The definitive history of the military's decades-long investigation into mental powers and phenomena, from the author of Pulitzer Prize finalist The Pentagon's Brain and international bestseller Area 51.

This is a book about a team of scientists and psychics with top secret clearances.

For more than forty years, the U.S. government has researched extrasensory perception, using it in attempts to locate hostages, fugitives, secret bases, and downed fighter jets, to divine other nations' secrets, and even to predict future threats to national security. The intelligence agencies and military services involved include CIA, DIA, NSA, DEA, the Navy, Air Force, and Army-and even the Joint Chiefs of Staff.

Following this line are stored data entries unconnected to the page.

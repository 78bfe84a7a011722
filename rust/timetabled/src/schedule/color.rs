use super::error::ScheduleError;

pub const DEFAULT_PALETTE: [&str; 10] = [
    "#4f46e5", "#0891b2", "#059669", "#65a30d", "#d97706", "#dc2626", "#db2777", "#9333ea",
    "#2563eb", "#0d9488",
];

/// 32-bit rolling hash over UTF-16 code units:
/// `hash = code + (hash << 5) - hash`, wrapping on overflow.
pub fn subject_hash(subject: &str) -> i32 {
    subject.encode_utf16().fold(0i32, |hash, code| {
        i32::from(code)
            .wrapping_add(hash.wrapping_shl(5))
            .wrapping_sub(hash)
    })
}

pub fn color_index(subject: &str, palette_len: usize) -> usize {
    subject_hash(subject).unsigned_abs() as usize % palette_len
}

/// Non-empty list of display colors.
#[derive(Debug, Clone, PartialEq, Eq)]
pub struct Palette {
    colors: Vec<String>,
}

impl Default for Palette {
    fn default() -> Self {
        Palette {
            colors: DEFAULT_PALETTE.iter().map(|c| c.to_string()).collect(),
        }
    }
}

impl Palette {
    pub fn new(colors: Vec<String>) -> Result<Palette, ScheduleError> {
        if colors.is_empty() {
            return Err(ScheduleError::InvalidPalette);
        }
        Ok(Palette { colors })
    }

    pub fn color_of(&self, subject: &str) -> (usize, &str) {
        let idx = color_index(subject, self.colors.len());
        (idx, self.colors[idx].as_str())
    }
}
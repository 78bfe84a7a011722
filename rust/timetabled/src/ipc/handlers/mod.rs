pub mod backup;
pub mod branches;
pub mod core;
pub mod schedule;
pub mod settings;
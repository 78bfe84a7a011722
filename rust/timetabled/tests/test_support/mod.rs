#![allow(dead_code)]

use serde_json::json;
use std::io::{BufRead, BufReader, Write};
use std::path::PathBuf;
use std::process::{Child, ChildStdin, ChildStdout, Command, Stdio};
use std::time::{SystemTime, UNIX_EPOCH};

pub fn temp_dir(prefix: &str) -> PathBuf {
    let p = std::env::temp_dir().join(format!(
        "{}-{}",
        prefix,
        SystemTime::now()
            .duration_since(UNIX_EPOCH)
            .expect("clock")
            .as_nanos()
    ));
    std::fs::create_dir_all(&p).expect("create temp dir");
    p
}

pub fn spawn_sidecar() -> (Child, ChildStdin, BufReader<ChildStdout>) {
    let exe = env!("CARGO_BIN_EXE_timetabled");
    let mut child = Command::new(exe)
        .env_remove("TIMETABLED_WORKSPACE")
        .stdin(Stdio::piped())
        .stdout(Stdio::piped())
        .stderr(Stdio::null())
        .spawn()
        .expect("spawn timetabled");
    let stdin = child.stdin.take().expect("child stdin");
    let stdout = child.stdout.take().expect("child stdout");
    (child, stdin, BufReader::new(stdout))
}

pub fn request(
    stdin: &mut ChildStdin,
    reader: &mut BufReader<ChildStdout>,
    id: &str,
    method: &str,
    params: serde_json::Value,
) -> serde_json::Value {
    let payload = json!({
        "id": id,
        "method": method,
        "params": params,
    });
    writeln!(stdin, "{}", payload).expect("write request");
    stdin.flush().expect("flush request");

    let mut line = String::new();
    reader.read_line(&mut line).expect("read response line");
    assert!(!line.trim().is_empty(), "empty response for {}", method);
    let value: serde_json::Value = serde_json::from_str(line.trim()).expect("parse response json");
    assert_eq!(value.get("id").and_then(|v| v.as_str()), Some(id));
    value
}

/// Sends a request and returns `result`, failing the test on an error envelope.
pub fn request_ok(
    stdin: &mut ChildStdin,
    reader: &mut BufReader<ChildStdout>,
    id: &str,
    method: &str,
    params: serde_json::Value,
) -> serde_json::Value {
    let value = request(stdin, reader, id, method, params);
    assert_eq!(
        value.get("ok").and_then(|v| v.as_bool()),
        Some(true),
        "{} failed: {}",
        method,
        value
    );
    value.get("result").cloned().expect("result")
}

/// Sends a request that must fail and returns its error code.
pub fn request_err_code(
    stdin: &mut ChildStdin,
    reader: &mut BufReader<ChildStdout>,
    id: &str,
    method: &str,
    params: serde_json::Value,
) -> String {
    let value = request(stdin, reader, id, method, params);
    assert_eq!(
        value.get("ok").and_then(|v| v.as_bool()),
        Some(false),
        "{} unexpectedly succeeded: {}",
        method,
        value
    );
    value
        .get("error")
        .and_then(|e| e.get("code"))
        .and_then(|v| v.as_str())
        .expect("error code")
        .to_string()
}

Now, for the first time, New York Times bestselling author Annie Jacobsen tells the story of these radical, controversial programs, using never before seen declassified documents as well as exclusive interviews with, and unprecedented access to, more than fifty of the individuals involved. Speaking on the record, many for the first time, are former CIA and Defense Department scientists, analysts, and program managers, as well as the government psychics themselves.

Who did the U.S. government hire for these top secret programs, and how do they explain their military and intelligence work? How do scientists approach such enigmatic subject matter? What interested the government in these supposed powers and does the research continue? Phenomena is a riveting investigation into how far governments will go in the name of national security.